Assignment
If a line in the records below contains the word "that", copy it out.

Data excerpts
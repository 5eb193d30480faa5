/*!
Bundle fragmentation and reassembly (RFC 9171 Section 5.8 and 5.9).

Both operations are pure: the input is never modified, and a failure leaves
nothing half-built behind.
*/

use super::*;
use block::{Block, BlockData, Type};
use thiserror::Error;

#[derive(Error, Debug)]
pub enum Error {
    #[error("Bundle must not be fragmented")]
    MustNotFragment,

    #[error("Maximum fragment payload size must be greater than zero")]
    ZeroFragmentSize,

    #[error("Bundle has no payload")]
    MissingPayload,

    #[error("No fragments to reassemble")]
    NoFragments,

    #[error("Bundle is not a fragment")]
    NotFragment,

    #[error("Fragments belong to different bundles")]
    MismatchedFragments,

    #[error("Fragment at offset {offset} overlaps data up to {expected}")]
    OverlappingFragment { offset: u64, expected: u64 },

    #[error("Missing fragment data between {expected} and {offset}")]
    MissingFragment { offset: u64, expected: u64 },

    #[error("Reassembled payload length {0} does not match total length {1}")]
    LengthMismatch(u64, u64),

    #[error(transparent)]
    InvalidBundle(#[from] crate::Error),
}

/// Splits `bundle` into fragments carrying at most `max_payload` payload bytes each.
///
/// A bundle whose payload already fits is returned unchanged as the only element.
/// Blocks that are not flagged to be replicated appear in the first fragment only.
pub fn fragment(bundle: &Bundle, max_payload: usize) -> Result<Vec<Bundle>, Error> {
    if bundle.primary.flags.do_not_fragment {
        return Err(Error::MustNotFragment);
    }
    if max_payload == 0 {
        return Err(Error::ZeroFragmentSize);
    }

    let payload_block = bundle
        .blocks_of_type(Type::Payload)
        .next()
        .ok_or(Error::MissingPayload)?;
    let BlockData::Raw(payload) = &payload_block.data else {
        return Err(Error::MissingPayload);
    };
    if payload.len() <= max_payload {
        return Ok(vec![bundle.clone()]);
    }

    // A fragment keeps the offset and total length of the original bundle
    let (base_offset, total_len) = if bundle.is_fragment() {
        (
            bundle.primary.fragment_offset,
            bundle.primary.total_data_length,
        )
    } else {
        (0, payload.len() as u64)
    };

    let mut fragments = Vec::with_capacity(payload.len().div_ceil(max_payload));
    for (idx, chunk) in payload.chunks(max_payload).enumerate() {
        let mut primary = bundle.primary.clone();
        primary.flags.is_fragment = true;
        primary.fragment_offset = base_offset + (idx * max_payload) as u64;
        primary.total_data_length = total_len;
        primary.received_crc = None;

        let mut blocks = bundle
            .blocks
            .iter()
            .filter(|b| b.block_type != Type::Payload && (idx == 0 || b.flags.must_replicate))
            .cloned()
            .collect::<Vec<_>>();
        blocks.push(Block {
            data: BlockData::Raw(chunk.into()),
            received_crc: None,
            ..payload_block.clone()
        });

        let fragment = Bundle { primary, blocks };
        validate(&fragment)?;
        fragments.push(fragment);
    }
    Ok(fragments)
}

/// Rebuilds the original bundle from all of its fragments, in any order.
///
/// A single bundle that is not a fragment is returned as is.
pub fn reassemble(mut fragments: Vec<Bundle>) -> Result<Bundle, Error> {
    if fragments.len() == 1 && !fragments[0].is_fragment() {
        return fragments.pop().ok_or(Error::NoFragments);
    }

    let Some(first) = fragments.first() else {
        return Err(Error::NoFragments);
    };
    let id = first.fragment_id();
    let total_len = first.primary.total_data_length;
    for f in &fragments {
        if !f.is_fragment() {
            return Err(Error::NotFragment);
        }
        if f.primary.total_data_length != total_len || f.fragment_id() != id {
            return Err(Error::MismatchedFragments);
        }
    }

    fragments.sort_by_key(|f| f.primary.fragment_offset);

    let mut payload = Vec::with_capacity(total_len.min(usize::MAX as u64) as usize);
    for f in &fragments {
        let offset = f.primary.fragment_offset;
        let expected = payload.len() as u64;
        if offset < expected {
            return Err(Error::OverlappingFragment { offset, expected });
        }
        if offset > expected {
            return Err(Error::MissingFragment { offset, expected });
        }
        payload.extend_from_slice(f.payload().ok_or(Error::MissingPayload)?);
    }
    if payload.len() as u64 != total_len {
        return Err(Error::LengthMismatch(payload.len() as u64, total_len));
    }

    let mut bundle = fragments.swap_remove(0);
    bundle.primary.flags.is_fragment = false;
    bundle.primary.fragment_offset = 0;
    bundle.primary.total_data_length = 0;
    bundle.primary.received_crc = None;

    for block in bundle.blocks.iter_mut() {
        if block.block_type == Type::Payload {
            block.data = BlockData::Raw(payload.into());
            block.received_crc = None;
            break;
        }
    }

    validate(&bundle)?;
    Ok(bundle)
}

Completed exercise
/// Blocks that are not flagged to be replicated appear in the first fragment only.
/// A single bundle that is not a fragment is returned as is.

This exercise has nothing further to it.